**ASSIGNED TASK:** Every line of the records below that holds the word "GridPosition" should be copied out.

**AVAILABLE RECORDS:**
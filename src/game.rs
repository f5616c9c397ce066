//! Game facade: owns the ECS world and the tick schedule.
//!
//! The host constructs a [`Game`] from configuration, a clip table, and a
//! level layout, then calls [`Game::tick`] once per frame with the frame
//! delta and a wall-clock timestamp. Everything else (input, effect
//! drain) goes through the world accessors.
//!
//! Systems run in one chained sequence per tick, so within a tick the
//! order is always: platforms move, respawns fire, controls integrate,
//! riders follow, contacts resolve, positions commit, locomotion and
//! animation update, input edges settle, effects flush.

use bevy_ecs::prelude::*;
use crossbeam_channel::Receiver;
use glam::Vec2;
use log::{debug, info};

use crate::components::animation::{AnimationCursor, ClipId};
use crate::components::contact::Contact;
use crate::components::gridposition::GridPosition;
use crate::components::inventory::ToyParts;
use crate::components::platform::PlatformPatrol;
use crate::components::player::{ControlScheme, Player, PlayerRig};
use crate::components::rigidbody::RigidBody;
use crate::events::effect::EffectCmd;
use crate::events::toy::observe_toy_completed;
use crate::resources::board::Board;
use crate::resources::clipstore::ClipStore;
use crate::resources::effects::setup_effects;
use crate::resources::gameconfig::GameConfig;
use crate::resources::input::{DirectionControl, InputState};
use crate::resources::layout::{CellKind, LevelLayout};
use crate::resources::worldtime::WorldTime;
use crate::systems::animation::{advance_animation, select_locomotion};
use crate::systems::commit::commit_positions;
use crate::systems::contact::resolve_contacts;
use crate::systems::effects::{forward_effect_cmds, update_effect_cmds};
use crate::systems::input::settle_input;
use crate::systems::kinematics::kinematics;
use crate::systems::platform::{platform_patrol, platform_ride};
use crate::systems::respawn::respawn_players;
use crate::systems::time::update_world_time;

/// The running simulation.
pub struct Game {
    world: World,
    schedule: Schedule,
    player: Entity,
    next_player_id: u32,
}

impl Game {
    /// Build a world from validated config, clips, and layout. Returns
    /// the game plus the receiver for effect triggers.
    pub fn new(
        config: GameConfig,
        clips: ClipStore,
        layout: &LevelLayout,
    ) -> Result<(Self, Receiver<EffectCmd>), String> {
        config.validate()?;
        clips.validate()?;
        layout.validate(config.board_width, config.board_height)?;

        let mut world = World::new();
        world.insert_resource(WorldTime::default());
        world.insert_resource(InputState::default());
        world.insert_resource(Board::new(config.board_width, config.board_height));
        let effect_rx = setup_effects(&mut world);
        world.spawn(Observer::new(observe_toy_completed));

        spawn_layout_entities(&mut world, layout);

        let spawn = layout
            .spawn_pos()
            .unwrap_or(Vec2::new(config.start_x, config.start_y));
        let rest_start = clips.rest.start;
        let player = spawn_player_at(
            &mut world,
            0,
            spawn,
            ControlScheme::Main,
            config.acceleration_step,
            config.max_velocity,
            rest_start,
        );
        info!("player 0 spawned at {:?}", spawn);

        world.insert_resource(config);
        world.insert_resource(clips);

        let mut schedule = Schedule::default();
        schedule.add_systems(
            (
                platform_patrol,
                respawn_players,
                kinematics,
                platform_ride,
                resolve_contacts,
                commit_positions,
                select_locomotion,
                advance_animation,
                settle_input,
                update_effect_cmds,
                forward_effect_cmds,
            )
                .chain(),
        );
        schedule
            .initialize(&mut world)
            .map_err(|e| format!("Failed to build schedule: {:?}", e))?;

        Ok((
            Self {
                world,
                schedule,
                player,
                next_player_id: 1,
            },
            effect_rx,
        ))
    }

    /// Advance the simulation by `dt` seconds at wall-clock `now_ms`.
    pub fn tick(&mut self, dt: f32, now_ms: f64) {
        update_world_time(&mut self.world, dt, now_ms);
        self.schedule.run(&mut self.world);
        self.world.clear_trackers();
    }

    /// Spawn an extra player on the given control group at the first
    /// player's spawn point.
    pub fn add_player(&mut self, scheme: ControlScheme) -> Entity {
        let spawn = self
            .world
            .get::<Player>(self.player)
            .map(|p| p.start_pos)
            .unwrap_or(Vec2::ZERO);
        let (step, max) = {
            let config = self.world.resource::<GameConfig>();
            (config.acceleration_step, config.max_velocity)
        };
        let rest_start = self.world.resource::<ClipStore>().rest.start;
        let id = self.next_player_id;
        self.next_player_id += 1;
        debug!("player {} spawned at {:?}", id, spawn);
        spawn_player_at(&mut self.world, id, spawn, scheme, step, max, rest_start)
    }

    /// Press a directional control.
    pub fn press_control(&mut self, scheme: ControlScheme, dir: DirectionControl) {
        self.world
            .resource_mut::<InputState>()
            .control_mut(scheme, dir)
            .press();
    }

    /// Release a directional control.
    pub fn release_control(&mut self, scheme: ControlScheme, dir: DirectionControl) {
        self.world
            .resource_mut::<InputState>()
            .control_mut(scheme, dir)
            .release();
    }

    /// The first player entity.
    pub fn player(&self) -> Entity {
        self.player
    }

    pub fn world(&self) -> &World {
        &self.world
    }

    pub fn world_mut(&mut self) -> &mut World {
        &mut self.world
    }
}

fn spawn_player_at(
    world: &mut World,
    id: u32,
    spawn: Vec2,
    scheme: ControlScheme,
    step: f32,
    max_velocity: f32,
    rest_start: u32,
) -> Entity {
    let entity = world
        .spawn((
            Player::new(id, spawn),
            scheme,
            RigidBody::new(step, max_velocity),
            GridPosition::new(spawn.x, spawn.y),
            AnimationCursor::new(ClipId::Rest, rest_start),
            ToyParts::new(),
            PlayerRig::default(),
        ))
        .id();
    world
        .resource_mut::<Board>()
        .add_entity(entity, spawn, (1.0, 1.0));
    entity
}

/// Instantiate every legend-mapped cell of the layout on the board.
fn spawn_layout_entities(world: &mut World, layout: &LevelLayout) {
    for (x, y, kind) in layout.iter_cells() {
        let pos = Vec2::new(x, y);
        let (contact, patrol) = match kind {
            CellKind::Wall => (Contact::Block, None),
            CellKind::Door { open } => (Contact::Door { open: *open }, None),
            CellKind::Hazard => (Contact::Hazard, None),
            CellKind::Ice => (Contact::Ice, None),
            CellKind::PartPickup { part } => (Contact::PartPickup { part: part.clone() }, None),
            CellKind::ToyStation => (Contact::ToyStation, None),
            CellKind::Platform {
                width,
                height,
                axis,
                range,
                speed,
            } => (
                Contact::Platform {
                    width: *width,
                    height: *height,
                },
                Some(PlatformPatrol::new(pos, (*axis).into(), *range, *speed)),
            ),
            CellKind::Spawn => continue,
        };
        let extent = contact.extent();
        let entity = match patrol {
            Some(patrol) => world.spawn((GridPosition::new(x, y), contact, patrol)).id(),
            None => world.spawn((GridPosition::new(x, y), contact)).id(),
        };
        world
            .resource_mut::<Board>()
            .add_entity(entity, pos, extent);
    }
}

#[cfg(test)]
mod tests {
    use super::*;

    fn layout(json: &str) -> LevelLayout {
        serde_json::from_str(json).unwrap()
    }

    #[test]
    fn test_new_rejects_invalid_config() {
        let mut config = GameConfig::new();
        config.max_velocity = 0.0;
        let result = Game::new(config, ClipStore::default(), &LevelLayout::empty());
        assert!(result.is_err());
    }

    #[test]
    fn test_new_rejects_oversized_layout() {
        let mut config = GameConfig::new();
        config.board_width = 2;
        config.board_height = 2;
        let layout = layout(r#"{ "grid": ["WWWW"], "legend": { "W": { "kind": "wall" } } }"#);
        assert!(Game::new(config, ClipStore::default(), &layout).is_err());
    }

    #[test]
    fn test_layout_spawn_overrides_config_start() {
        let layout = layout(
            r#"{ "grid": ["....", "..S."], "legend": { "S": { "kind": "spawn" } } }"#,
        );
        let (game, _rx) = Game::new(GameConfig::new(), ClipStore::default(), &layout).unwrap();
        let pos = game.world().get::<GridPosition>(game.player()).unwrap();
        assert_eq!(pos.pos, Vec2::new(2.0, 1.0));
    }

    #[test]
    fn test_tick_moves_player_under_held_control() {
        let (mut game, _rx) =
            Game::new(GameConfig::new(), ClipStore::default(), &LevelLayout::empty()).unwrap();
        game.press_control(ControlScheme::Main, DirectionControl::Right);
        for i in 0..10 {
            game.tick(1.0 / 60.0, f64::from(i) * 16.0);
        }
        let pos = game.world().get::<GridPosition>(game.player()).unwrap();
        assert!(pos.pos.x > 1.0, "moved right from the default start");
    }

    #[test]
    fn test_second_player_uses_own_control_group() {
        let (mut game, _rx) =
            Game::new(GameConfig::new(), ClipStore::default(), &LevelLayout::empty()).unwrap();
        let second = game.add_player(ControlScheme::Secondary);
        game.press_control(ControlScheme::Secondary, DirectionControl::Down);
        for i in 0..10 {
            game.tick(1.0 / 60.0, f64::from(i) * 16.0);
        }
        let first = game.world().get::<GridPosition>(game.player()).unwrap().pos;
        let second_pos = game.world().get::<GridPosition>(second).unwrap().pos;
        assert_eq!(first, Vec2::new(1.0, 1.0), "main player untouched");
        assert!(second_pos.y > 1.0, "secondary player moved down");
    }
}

**OUTPUT OF THE TASK:**
use crate::components::gridposition::GridPosition;
            GridPosition::new(spawn.x, spawn.y),
            Some(patrol) => world.spawn((GridPosition::new(x, y), contact, patrol)).id(),
            None => world.spawn((GridPosition::new(x, y), contact)).id(),
        let pos = game.world().get::<GridPosition>(game.player()).unwrap();
        let pos = game.world().get::<GridPosition>(game.player()).unwrap();
        let first = game.world().get::<GridPosition>(game.player()).unwrap().pos;
        let second_pos = game.world().get::<GridPosition>(second).unwrap().pos;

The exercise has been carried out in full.